Hold time (T_h): The minimum time AFTER the active clock edge that data must remain stable. If data changes within this window, the FF may capture the new value instead of the intended value.

Both are characteristics of the flip-flop cell from the technology library, measured at specific operating conditions. They represent fundamental timing requirements of the storage element.

3. How is setup slack calculated?

Setup slack = Required Arrival Time − Actual Arrival Time

Required Arrival Time: = Clock period + Capture clock latency − Clock uncertainty (setup) − Setup time of FF

Actual Arrival Time: = Launch clock edge time + Launch clock latency + CK→Q delay + Combinational delay

Slack ≥ 0: Setup MET (timing passes) Slack < 0: Setup VIOLATED (must fix)

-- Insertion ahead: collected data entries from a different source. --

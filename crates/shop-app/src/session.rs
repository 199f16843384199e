use leptos::prelude::*;
use reactive_stores::Store;

#[derive(Store, Default, Debug, Clone)]
pub struct SessionState {
    pub token: Option<String>,
    pub email: Option<String>,
}

/// The signed-in shopper, consulted by the access guard.
/// Token issuance and validation belong to the backend.
#[derive(Clone, Copy)]
pub struct Session(Store<SessionState>);

impl Default for Session {
    fn default() -> Self {
        Self(Store::new(SessionState::default()))
    }
}

impl Session {
    /// Creates the session and makes it available to every page below.
    pub fn provide() -> Self {
        let session = Self::default();
        provide_context(session);
        session
    }

    pub fn use_context() -> Option<Self> {
        use_context::<Self>()
    }

    /// The provided session, or a signed-out one when rendered outside `App`.
    pub fn current() -> Self {
        Self::use_context().unwrap_or_else(|| {
            log::warn!("no session in context, treating the visitor as signed out");
            Self::default()
        })
    }

    pub fn is_signed_in(&self) -> bool {
        self.0.token().with(Option::is_some)
    }

    pub fn email(&self) -> Option<String> {
        self.0.email().get()
    }

    pub fn sign_in(&self, email: impl Into<String>, token: impl Into<String>) {
        let email = email.into();
        log::info!("signed in as {email}");
        self.0.email().set(Some(email));
        self.0.token().set(Some(token.into()));
    }

    pub fn sign_out(&self) {
        log::info!("signed out");
        self.0.token().set(None);
        self.0.email().set(None);
    }
}

#[cfg(test)]
mod tests {
    use super::*;

    #[test]
    fn test_sign_in_and_out() {
        Owner::new().with(|| {
            let session = Session::default();
            assert!(!session.is_signed_in());

            session.sign_in("ada@example.com", "token-1");
            assert!(session.is_signed_in());
            assert_eq!(session.email().as_deref(), Some("ada@example.com"));

            session.sign_out();
            assert!(!session.is_signed_in());
            assert_eq!(session.email(), None);
        });
    }

    #[test]
    fn test_current_reads_the_provided_session() {
        Owner::new().with(|| {
            let provided = Session::provide();
            provided.sign_in("ada@example.com", "token-1");
            assert!(Session::current().is_signed_in());
        });
    }

    #[test]
    fn test_current_without_provider_is_signed_out() {
        Owner::new().with(|| {
            let session = Session::current();
            assert!(!session.is_signed_in());
            assert_eq!(session.email(), None);
        });
    }
}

Example: Required = 4.8ns, Arrival = 3.5ns → Slack = +1.3ns (MET with 1.3ns margin)

4. Why do we need to fix both setup AND hold violations?

Both represent different failure modes that cause the flip-flop to capture the wrong data:

Setup violation: Data arrives too late → FF is asked to capture before data is stable → metastability → wrong Q output (random). Functional failure at speed.

Hold violation: Data changes too soon after clock → FF captures new value when old value was expected → wrong Q output. A hold violation is particularly dangerous because it causes failure at ALL frequencies - it's not a speed problem, it's a structural problem that causes failure even at low frequency.

Both must be zero violations at sign-off in every MMMC corner.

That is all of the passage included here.